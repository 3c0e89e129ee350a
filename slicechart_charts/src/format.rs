// Copyright 2025 the Slicechart Authors
// SPDX-License-Identifier: Apache-2.0 OR MIT

//! Number formatting for axis labels and tooltips.
//!
//! Dashboards store formats as d3-format specifiers. This supports the subset
//! that value axes use: `[,][.precision][~][type]` with `type` one of `f`,
//! `d`, `%`, `s`, `e`, `r`, or nothing.

use alloc::format;
use alloc::string::{String, ToString};

#[cfg(not(feature = "std"))]
use crate::float::FloatExt;

use crate::error::FormatError;

/// Default vertical-axis format.
pub const DEFAULT_Y_FORMAT: &str = ".3s";

/// Notation selected by the trailing type character.
#[derive(Clone, Copy, Debug, PartialEq, Eq)]
pub enum Notation {
    /// No type: shortest representation, or `precision` significant digits.
    General,
    /// `f`: fixed decimals.
    Fixed,
    /// `d`: rounded integer.
    Integer,
    /// `%`: times 100, fixed decimals, percent sign.
    Percent,
    /// `s`: significant digits with an SI prefix.
    Si,
    /// `e`: exponent notation.
    Exponent,
    /// `r`: significant digits in fixed notation.
    Rounded,
}

/// A parsed number format.
#[derive(Clone, Copy, Debug, PartialEq, Eq)]
pub struct NumberFormat {
    /// Group thousands with `,`.
    pub grouping: bool,
    /// Explicit precision, if given.
    pub precision: Option<usize>,
    /// Trim insignificant trailing zeros.
    pub trim: bool,
    /// Notation.
    pub notation: Notation,
}

impl Default for NumberFormat {
    fn default() -> Self {
        Self {
            grouping: false,
            precision: None,
            trim: false,
            notation: Notation::General,
        }
    }
}

impl NumberFormat {
    /// Parses a specifier such as `",.2f"` or `".3s"`.
    pub fn parse(spec: &str) -> Result<Self, FormatError> {
        let err = |reason| FormatError {
            spec: spec.to_string(),
            reason,
        };
        let mut out = Self::default();
        let mut rest = spec;

        if let Some(r) = rest.strip_prefix(',') {
            out.grouping = true;
            rest = r;
        }
        if let Some(r) = rest.strip_prefix('.') {
            let digits = r.bytes().take_while(u8::is_ascii_digit).count();
            if digits == 0 {
                return Err(err("`.` must be followed by a precision"));
            }
            let precision = r[..digits]
                .parse::<usize>()
                .map_err(|_| err("precision out of range"))?;
            if precision > 20 {
                return Err(err("precision must be at most 20"));
            }
            out.precision = Some(precision);
            rest = &r[digits..];
        }
        if let Some(r) = rest.strip_prefix('~') {
            out.trim = true;
            rest = r;
        }
        let mut chars = rest.chars();
        out.notation = match chars.next() {
            None => Notation::General,
            Some('f') => Notation::Fixed,
            Some('d') => Notation::Integer,
            Some('%') => Notation::Percent,
            Some('s') => Notation::Si,
            Some('e') => Notation::Exponent,
            Some('r') => Notation::Rounded,
            Some(_) => return Err(err("unsupported format type")),
        };
        if chars.next().is_some() {
            return Err(err("unexpected trailing characters"));
        }
        Ok(out)
    }

    /// Formats `value`.
    pub fn format(&self, value: f64) -> String {
        if !value.is_finite() {
            return value.to_string();
        }
        let (body, suffix) = match self.notation {
            Notation::General => match self.precision {
                Some(p) => (fixed(round_significant(value, p.max(1)), None), ""),
                None => (value.to_string(), ""),
            },
            Notation::Fixed => (format!("{:.*}", self.precision.unwrap_or(6), value), ""),
            Notation::Integer => (format!("{:.0}", value), ""),
            Notation::Percent => (
                format!("{:.*}", self.precision.unwrap_or(0), value * 100.0),
                "%",
            ),
            Notation::Si => return self.finish_si(value),
            Notation::Exponent => (exponent(value, self.precision.unwrap_or(6)), ""),
            Notation::Rounded => {
                let p = self.precision.unwrap_or(6).max(1);
                (fixed(value, Some(p)), "")
            }
        };
        let body = if self.trim { trim_zeros(&body) } else { body };
        let body = if self.grouping { group(&body) } else { body };
        format!("{body}{suffix}")
    }

    fn finish_si(&self, value: f64) -> String {
        let p = self.precision.unwrap_or(6).max(1);
        if value == 0.0 {
            let body = fixed(0.0, Some(p));
            return if self.trim { trim_zeros(&body) } else { body };
        }
        let rounded = round_significant(value, p);
        let exp = magnitude(rounded);
        let si = (exp.div_euclid(3) * 3).clamp(-24, 24);
        let scaled = if si >= 0 {
            rounded / 10_f64.powi(si)
        } else {
            rounded * 10_f64.powi(-si)
        };
        let body = fixed(scaled, Some(p));
        let body = if self.trim { trim_zeros(&body) } else { body };
        let body = if self.grouping { group(&body) } else { body };
        format!("{body}{}", si_prefix(si))
    }
}

fn magnitude(value: f64) -> i32 {
    #[allow(clippy::cast_possible_truncation, reason = "log10 of a finite f64 fits i32")]
    {
        value.abs().log10().floor() as i32
    }
}

fn round_significant(value: f64, digits: usize) -> f64 {
    if value == 0.0 {
        return 0.0;
    }
    #[allow(clippy::cast_possible_wrap, reason = "precision is at most 20")]
    let shift = digits as i32 - 1 - magnitude(value);
    if shift >= 0 {
        // Subnormal inputs need shifts past 10^308, so scale in two halves.
        let (a, b) = (10_f64.powi(shift / 2), 10_f64.powi(shift - shift / 2));
        (value * a * b).round() / b / a
    } else {
        let factor = 10_f64.powi(-shift);
        (value / factor).round() * factor
    }
}

/// Fixed notation; with `significant`, as many decimals as needed for that
/// many significant digits.
fn fixed(value: f64, significant: Option<usize>) -> String {
    match significant {
        None => value.to_string(),
        Some(p) => {
            let value = round_significant(value, p);
            let decimals = if value == 0.0 {
                p.saturating_sub(1)
            } else {
                #[allow(clippy::cast_possible_wrap, reason = "precision is at most 20")]
                let d = p as i32 - 1 - magnitude(value);
                usize::try_from(d).unwrap_or(0)
            };
            format!("{value:.decimals$}")
        }
    }
}

fn exponent(value: f64, precision: usize) -> String {
    let raw = format!("{value:.precision$e}");
    match raw.split_once('e') {
        Some((mantissa, exp)) if !exp.starts_with('-') => format!("{mantissa}e+{exp}"),
        _ => raw,
    }
}

fn trim_zeros(s: &str) -> String {
    let (num, exp) = match s.find('e') {
        Some(i) => s.split_at(i),
        None => (s, ""),
    };
    if !num.contains('.') {
        return s.to_string();
    }
    let trimmed = num.trim_end_matches('0').trim_end_matches('.');
    format!("{trimmed}{exp}")
}

fn group(s: &str) -> String {
    let (sign, rest) = match s.strip_prefix('-') {
        Some(r) => ("-", r),
        None => ("", s),
    };
    let split = rest.find(|c: char| !c.is_ascii_digit()).unwrap_or(rest.len());
    let (int, tail) = rest.split_at(split);
    let mut out = String::with_capacity(s.len() + int.len() / 3);
    out.push_str(sign);
    for (i, c) in int.chars().enumerate() {
        if i > 0 && (int.len() - i) % 3 == 0 {
            out.push(',');
        }
        out.push(c);
    }
    out.push_str(tail);
    out
}

fn si_prefix(exp: i32) -> &'static str {
    match exp {
        -24 => "y",
        -21 => "z",
        -18 => "a",
        -15 => "f",
        -12 => "p",
        -9 => "n",
        -6 => "\u{b5}",
        -3 => "m",
        3 => "k",
        6 => "M",
        9 => "G",
        12 => "T",
        15 => "P",
        18 => "E",
        21 => "Z",
        24 => "Y",
        _ => "",
    }
}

■ What needs to be done
The response should be an exact copy of all the records above.

■ Response box
repository 3c0e89e129ee350a
filename slicechart_charts/src/format.rs
// Copyright 2025 the Slicechart Authors
// SPDX-License-Identifier: Apache-2.0 OR MIT

//! Number formatting for axis labels and tooltips.
//!
//! Dashboards store formats as d3-format specifiers. This supports the subset
//! that value axes use: `[,][.precision][~][type]` with `type` one of `f`,
//! `d`, `%`, `s`, `e`, `r`, or nothing.

use alloc::format;
use alloc::string::{String, ToString};

#[cfg(not(feature = "std"))]
use crate::float::FloatExt;

use crate::error::FormatError;

/// Default vertical-axis format.
pub const DEFAULT_Y_FORMAT: &str = ".3s";

/// Notation selected by the trailing type character.
#[derive(Clone, Copy, Debug, PartialEq, Eq)]
pub enum Notation {
    /// No type: shortest representation, or `precision` significant digits.
    General,
    /// `f`: fixed decimals.
    Fixed,
    /// `d`: rounded integer.
    Integer,
    /// `%`: times 100, fixed decimals, percent sign.
    Percent,
    /// `s`: significant digits with an SI prefix.
    Si,
    /// `e`: exponent notation.
    Exponent,
    /// `r`: significant digits in fixed notation.
    Rounded,
}

/// A parsed number format.
#[derive(Clone, Copy, Debug, PartialEq, Eq)]
pub struct NumberFormat {
    /// Group thousands with `,`.
    pub grouping: bool,
    /// Explicit precision, if given.
    pub precision: Option<usize>,
    /// Trim insignificant trailing zeros.
    pub trim: bool,
    /// Notation.
    pub notation: Notation,
}

impl Default for NumberFormat {
    fn default() -> Self {
        Self {
            grouping: false,
            precision: None,
            trim: false,
            notation: Notation::General,
        }
    }
}

impl NumberFormat {
    /// Parses a specifier such as `",.2f"` or `".3s"`.
    pub fn parse(spec: &str) -> Result<Self, FormatError> {
        let err = |reason| FormatError {
            spec: spec.to_string(),
            reason,
        };
        let mut out = Self::default();
        let mut rest = spec;

        if let Some(r) = rest.strip_prefix(',') {
            out.grouping = true;
            rest = r;
        }
        if let Some(r) = rest.strip_prefix('.') {
            let digits = r.bytes().take_while(u8::is_ascii_digit).count();
            if digits == 0 {
                return Err(err("`.` must be followed by a precision"));
            }
            let precision = r[..digits]
                .parse::<usize>()
                .map_err(|_| err("precision out of range"))?;
            if precision > 20 {
                return Err(err("precision must be at most 20"));
            }
            out.precision = Some(precision);
            rest = &r[digits..];
        }
        if let Some(r) = rest.strip_prefix('~') {
            out.trim = true;
            rest = r;
        }
        let mut chars = rest.chars();
        out.notation = match chars.next() {
            None => Notation::General,
            Some('f') => Notation::Fixed,
            Some('d') => Notation::Integer,
            Some('%') => Notation::Percent,
            Some('s') => Notation::Si,
            Some('e') => Notation::Exponent,
            Some('r') => Notation::Rounded,
            Some(_) => return Err(err("unsupported format type")),
        };
        if chars.next().is_some() {
            return Err(err("unexpected trailing characters"));
        }
        Ok(out)
    }

    /// Formats `value`.
    pub fn format(&self, value: f64) -> String {
        if !value.is_finite() {
            return value.to_string();
        }
        let (body, suffix) = match self.notation {
            Notation::General => match self.precision {
                Some(p) => (fixed(round_significant(value, p.max(1)), None), ""),
                None => (value.to_string(), ""),
            },
            Notation::Fixed => (format!("{:.*}", self.precision.unwrap_or(6), value), ""),
            Notation::Integer => (format!("{:.0}", value), ""),
            Notation::Percent => (
                format!("{:.*}", self.precision.unwrap_or(0), value * 100.0),
                "%",
            ),
            Notation::Si => return self.finish_si(value),
            Notation::Exponent => (exponent(value, self.precision.unwrap_or(6)), ""),
            Notation::Rounded => {
                let p = self.precision.unwrap_or(6).max(1);
                (fixed(value, Some(p)), "")
            }
        };
        let body = if self.trim { trim_zeros(&body) } else { body };
        let body = if self.grouping { group(&body) } else { body };
        format!("{body}{suffix}")
    }

    fn finish_si(&self, value: f64) -> String {
        let p = self.precision.unwrap_or(6).max(1);
        if value == 0.0 {
            let body = fixed(0.0, Some(p));
            return if self.trim { trim_zeros(&body) } else { body };
        }
        let rounded = round_significant(value, p);
        let exp = magnitude(rounded);
        let si = (exp.div_euclid(3) * 3).clamp(-24, 24);
        let scaled = if si >= 0 {
            rounded / 10_f64.powi(si)
        } else {
            rounded * 10_f64.powi(-si)
        };
        let body = fixed(scaled, Some(p));
        let body = if self.trim { trim_zeros(&body) } else { body };
        let body = if self.grouping { group(&body) } else { body };
        format!("{body}{}", si_prefix(si))
    }
}

fn magnitude(value: f64) -> i32 {
    #[allow(clippy::cast_possible_truncation, reason = "log10 of a finite f64 fits i32")]
    {
        value.abs().log10().floor() as i32
    }
}

fn round_significant(value: f64, digits: usize) -> f64 {
    if value == 0.0 {
        return 0.0;
    }
    #[allow(clippy::cast_possible_wrap, reason = "precision is at most 20")]
    let shift = digits as i32 - 1 - magnitude(value);
    if shift >= 0 {
        // Subnormal inputs need shifts past 10^308, so scale in two halves.
        let (a, b) = (10_f64.powi(shift / 2), 10_f64.powi(shift - shift / 2));
        (value * a * b).round() / b / a
    } else {
        let factor = 10_f64.powi(-shift);
        (value / factor).round() * factor
    }
}

/// Fixed notation; with `significant`, as many decimals as needed for that
/// many significant digits.
fn fixed(value: f64, significant: Option<usize>) -> String {
    match significant {
        None => value.to_string(),
        Some(p) => {
            let value = round_significant(value, p);
            let decimals = if value == 0.0 {
                p.saturating_sub(1)
            } else {
                #[allow(clippy::cast_possible_wrap, reason = "precision is at most 20")]
                let d = p as i32 - 1 - magnitude(value);
                usize::try_from(d).unwrap_or(0)
            };
            format!("{value:.decimals$}")
        }
    }
}

fn exponent(value: f64, precision: usize) -> String {
    let raw = format!("{value:.precision$e}");
    match raw.split_once('e') {
        Some((mantissa, exp)) if !exp.starts_with('-') => format!("{mantissa}e+{exp}"),
        _ => raw,
    }
}

fn trim_zeros(s: &str) -> String {
    let (num, exp) = match s.find('e') {
        Some(i) => s.split_at(i),
        None => (s, ""),
    };
    if !num.contains('.') {
        return s.to_string();
    }
    let trimmed = num.trim_end_matches('0').trim_end_matches('.');
    format!("{trimmed}{exp}")
}

fn group(s: &str) -> String {
    let (sign, rest) = match s.strip_prefix('-') {
        Some(r) => ("-", r),
        None => ("", s),
    };
    let split = rest.find(|c: char| !c.is_ascii_digit()).unwrap_or(rest.len());
    let (int, tail) = rest.split_at(split);
    let mut out = String::with_capacity(s.len() + int.len() / 3);
    out.push_str(sign);
    for (i, c) in int.chars().enumerate() {
        if i > 0 && (int.len() - i) % 3 == 0 {
            out.push(',');
        }
        out.push(c);
    }
    out.push_str(tail);
    out
}

fn si_prefix(exp: i32) -> &'static str {
    match exp {
        -24 => "y",
        -21 => "z",
        -18 => "a",
        -15 => "f",
        -12 => "p",
        -9 => "n",
        -6 => "\u{b5}",
        -3 => "m",
        3 => "k",
        6 => "M",
        9 => "G",
        12 => "T",
        15 => "P",
        18 => "E",
        21 => "Z",
        24 => "Y",
        _ => "",
    }
}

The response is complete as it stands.